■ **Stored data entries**
● ● ● ● ● ● ●
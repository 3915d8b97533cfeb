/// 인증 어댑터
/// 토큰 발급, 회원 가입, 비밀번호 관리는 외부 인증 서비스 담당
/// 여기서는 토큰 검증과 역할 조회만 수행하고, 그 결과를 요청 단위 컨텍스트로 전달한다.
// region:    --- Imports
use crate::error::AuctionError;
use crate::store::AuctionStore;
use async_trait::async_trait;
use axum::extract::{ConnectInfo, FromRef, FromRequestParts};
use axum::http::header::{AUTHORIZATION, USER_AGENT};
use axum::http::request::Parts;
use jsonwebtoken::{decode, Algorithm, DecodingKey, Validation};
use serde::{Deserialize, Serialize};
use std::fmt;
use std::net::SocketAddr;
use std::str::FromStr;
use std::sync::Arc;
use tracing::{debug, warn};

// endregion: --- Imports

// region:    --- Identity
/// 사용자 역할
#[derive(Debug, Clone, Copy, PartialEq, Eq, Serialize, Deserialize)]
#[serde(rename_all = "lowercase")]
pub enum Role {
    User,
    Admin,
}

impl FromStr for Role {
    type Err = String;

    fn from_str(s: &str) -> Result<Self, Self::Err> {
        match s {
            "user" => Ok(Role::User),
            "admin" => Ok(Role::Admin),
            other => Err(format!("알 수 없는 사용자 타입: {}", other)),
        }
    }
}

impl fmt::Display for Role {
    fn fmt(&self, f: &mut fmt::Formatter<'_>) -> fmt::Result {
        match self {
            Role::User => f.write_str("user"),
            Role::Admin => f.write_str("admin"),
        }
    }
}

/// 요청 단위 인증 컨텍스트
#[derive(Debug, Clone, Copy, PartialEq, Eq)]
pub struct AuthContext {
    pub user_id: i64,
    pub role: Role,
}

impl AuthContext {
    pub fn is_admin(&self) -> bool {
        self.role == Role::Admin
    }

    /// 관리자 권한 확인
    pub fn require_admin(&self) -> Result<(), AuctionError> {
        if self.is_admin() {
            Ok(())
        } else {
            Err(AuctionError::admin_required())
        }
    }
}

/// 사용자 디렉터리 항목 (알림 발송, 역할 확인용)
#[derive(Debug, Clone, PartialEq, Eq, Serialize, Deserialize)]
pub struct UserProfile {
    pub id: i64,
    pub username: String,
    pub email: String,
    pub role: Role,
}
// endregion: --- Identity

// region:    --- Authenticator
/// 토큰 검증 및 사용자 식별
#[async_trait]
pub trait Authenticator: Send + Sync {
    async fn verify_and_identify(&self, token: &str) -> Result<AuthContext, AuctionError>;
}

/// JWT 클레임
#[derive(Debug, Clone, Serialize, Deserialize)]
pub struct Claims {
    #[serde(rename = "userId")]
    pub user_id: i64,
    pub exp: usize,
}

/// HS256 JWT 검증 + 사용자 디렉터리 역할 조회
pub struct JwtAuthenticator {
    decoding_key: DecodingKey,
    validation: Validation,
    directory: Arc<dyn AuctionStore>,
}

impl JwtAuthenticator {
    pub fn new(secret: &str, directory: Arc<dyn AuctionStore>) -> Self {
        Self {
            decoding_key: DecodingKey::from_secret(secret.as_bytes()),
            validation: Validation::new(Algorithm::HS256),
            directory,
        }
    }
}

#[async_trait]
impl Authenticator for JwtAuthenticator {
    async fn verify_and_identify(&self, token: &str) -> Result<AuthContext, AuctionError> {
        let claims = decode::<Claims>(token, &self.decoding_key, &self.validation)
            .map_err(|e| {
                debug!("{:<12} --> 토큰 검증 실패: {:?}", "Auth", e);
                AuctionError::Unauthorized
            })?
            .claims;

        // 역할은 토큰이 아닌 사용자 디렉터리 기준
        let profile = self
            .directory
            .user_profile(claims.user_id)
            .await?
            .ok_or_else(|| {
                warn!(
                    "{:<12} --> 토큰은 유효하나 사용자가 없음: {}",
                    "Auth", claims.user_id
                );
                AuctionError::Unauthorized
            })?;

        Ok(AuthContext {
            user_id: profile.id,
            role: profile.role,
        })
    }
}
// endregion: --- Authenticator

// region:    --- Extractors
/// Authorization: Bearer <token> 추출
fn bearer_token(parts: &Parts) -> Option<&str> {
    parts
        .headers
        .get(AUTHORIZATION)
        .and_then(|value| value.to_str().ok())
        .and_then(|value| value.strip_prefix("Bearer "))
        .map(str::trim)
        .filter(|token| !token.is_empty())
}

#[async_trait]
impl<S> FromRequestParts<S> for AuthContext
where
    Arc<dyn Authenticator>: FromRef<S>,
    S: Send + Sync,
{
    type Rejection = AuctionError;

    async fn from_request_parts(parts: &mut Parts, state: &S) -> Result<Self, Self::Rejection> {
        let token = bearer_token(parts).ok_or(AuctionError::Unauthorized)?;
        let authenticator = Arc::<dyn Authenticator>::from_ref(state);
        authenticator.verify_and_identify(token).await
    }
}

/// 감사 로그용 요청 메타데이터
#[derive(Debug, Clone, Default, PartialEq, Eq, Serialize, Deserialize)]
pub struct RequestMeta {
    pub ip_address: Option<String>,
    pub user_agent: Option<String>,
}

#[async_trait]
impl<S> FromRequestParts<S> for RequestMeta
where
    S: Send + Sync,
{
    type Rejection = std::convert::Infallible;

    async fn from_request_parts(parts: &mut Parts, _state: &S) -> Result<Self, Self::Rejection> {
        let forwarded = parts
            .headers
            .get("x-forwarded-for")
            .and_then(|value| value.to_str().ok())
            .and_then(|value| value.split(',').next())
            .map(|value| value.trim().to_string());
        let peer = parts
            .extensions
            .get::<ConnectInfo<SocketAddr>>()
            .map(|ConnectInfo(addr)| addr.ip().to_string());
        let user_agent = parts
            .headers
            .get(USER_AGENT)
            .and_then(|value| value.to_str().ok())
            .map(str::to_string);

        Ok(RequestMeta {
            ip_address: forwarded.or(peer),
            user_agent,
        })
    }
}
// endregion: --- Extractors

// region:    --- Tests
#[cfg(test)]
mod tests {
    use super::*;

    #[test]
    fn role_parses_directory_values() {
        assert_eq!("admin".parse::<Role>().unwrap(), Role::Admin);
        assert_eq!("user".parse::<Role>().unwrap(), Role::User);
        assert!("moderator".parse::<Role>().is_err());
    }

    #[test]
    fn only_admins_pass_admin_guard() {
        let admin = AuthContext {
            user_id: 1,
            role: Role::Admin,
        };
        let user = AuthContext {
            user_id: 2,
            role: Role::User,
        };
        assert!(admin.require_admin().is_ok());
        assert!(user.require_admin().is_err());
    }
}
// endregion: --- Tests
● ● ● ● ● ● ●
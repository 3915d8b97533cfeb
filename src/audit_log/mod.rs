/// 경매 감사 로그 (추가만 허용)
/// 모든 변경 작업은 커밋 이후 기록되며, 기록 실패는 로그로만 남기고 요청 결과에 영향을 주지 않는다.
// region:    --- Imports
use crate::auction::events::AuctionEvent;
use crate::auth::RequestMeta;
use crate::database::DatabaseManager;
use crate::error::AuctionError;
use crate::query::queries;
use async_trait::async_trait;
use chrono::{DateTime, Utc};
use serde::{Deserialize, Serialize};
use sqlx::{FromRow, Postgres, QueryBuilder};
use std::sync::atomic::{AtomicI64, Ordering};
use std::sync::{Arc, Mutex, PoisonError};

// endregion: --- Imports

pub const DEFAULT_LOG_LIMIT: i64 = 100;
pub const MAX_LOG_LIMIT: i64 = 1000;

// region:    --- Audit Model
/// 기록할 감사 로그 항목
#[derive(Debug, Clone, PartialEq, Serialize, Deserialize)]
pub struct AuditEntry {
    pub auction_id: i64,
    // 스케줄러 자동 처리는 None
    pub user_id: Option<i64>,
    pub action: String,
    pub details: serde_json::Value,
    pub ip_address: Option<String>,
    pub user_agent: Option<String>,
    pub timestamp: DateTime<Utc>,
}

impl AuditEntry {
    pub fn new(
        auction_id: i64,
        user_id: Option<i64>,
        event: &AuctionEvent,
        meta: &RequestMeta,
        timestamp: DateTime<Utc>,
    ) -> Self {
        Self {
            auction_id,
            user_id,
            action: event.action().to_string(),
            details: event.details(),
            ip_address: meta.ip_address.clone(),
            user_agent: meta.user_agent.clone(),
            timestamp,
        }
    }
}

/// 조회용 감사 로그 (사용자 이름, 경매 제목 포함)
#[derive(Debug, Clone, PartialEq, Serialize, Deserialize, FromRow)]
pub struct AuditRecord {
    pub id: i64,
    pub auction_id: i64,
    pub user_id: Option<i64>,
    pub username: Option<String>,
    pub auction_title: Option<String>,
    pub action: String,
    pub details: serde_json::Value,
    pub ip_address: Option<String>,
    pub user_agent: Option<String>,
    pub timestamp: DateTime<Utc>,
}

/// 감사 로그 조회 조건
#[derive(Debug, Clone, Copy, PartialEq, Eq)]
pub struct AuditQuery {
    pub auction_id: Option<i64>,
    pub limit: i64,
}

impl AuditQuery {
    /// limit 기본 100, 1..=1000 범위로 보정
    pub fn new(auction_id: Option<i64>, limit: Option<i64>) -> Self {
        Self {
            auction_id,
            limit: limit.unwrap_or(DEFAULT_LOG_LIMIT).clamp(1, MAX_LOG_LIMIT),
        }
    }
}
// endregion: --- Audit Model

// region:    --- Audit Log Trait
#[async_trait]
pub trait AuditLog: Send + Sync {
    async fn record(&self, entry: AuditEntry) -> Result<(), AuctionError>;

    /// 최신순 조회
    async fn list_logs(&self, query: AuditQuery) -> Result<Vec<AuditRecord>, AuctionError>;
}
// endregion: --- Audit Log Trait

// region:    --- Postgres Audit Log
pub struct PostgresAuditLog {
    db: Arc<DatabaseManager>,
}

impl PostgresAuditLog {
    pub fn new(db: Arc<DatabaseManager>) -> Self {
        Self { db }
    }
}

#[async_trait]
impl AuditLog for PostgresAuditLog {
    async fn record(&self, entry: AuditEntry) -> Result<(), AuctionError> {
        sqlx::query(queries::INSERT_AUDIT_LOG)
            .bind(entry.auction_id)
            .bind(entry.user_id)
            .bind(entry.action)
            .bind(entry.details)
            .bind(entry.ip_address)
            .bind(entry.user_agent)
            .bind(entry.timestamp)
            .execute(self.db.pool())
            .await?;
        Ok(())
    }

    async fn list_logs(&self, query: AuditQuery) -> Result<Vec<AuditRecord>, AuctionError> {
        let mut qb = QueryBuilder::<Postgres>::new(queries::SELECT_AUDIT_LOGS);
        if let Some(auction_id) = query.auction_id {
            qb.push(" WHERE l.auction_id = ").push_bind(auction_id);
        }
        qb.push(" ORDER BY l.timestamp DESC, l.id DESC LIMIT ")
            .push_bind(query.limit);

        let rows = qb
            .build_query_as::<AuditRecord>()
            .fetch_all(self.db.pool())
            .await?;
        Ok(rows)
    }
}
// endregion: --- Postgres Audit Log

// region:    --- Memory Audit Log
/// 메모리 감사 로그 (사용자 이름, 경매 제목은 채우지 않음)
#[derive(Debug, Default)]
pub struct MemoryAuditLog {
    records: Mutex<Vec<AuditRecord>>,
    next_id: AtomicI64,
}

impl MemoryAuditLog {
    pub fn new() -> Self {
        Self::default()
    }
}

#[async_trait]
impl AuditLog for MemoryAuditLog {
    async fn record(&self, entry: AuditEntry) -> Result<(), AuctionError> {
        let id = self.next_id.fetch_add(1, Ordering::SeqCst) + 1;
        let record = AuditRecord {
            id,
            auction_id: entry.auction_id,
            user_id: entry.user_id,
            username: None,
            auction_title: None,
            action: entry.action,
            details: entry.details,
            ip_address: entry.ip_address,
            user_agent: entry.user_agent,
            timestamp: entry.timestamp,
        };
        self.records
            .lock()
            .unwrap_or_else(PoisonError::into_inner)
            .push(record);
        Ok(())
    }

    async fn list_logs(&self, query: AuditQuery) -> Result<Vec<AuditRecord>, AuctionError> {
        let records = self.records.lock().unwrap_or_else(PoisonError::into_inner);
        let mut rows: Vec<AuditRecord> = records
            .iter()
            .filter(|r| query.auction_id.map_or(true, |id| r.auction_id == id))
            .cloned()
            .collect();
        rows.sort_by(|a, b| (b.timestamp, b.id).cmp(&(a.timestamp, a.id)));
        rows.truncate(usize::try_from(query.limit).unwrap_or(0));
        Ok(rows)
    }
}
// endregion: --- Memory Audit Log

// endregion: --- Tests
● ● ● ● ● ● ●
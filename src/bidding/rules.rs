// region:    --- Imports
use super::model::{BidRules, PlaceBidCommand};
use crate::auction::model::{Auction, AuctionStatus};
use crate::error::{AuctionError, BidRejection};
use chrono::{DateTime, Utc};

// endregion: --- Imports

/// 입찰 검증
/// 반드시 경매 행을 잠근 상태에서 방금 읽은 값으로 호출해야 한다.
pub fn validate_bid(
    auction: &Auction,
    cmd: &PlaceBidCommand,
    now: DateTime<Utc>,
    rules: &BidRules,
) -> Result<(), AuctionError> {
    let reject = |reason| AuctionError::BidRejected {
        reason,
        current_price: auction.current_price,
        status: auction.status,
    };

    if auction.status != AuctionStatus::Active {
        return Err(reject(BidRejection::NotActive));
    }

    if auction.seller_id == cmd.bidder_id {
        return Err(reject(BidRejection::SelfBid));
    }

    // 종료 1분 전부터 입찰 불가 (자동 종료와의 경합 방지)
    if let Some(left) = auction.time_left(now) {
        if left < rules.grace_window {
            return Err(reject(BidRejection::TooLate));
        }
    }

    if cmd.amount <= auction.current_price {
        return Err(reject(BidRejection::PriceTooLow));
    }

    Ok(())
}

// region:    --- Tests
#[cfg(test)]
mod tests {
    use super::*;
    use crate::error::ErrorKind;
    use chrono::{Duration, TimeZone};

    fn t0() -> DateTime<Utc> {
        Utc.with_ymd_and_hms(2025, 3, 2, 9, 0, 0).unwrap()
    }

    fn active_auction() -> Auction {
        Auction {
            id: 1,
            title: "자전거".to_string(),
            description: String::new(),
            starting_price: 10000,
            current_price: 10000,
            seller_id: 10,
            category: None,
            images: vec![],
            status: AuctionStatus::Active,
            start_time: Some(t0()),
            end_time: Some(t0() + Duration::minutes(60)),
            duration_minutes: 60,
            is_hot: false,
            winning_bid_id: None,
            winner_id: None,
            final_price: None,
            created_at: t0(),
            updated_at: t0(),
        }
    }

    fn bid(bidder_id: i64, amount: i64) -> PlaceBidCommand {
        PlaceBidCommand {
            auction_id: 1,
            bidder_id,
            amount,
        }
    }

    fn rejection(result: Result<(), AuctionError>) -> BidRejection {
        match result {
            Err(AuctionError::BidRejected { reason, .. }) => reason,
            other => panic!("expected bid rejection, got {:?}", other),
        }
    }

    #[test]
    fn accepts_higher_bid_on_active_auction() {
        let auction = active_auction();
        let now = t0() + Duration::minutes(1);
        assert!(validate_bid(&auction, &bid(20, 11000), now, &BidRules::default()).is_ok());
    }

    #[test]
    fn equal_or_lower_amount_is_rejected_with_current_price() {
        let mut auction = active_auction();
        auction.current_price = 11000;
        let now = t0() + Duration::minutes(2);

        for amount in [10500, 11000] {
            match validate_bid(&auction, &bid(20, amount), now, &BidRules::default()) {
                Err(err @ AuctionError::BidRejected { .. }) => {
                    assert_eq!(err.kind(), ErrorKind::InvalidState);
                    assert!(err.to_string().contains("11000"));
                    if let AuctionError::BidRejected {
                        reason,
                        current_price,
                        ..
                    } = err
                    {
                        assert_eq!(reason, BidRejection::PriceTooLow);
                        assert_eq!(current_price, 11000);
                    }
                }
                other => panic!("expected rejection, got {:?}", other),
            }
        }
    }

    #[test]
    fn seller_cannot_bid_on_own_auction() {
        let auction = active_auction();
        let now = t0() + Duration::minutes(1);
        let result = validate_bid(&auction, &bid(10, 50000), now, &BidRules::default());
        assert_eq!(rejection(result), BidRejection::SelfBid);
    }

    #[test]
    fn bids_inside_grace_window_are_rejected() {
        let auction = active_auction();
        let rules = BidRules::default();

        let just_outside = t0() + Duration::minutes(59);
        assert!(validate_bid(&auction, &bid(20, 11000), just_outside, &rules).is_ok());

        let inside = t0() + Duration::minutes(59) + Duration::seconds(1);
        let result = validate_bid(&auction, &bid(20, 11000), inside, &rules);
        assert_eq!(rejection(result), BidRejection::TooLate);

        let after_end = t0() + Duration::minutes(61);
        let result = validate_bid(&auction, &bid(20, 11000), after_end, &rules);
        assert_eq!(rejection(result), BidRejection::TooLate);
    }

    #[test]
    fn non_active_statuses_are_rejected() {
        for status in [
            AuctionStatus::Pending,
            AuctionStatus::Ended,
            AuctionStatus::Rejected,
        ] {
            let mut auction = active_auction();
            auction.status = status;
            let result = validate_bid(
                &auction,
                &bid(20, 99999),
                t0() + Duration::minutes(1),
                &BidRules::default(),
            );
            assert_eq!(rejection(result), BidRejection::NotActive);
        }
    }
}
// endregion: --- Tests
● ● ● ● ● ● ●
■ **WHAT IS EXPECTED**
Note every line of the records that holds the word "Deserialize", and copy it.

■ **WRITTEN SOLUTION**
use serde::{Deserialize, Serialize};
#[derive(Debug, Clone, Copy, PartialEq, Eq, Serialize, Deserialize)]
#[derive(Debug, Clone, PartialEq, Eq, Serialize, Deserialize)]
#[derive(Debug, Clone, Serialize, Deserialize)]
#[derive(Debug, Clone, Default, PartialEq, Eq, Serialize, Deserialize)]
use serde::{Deserialize, Serialize};
#[derive(Debug, Clone, PartialEq, Serialize, Deserialize)]
#[derive(Debug, Clone, PartialEq, Serialize, Deserialize, FromRow)]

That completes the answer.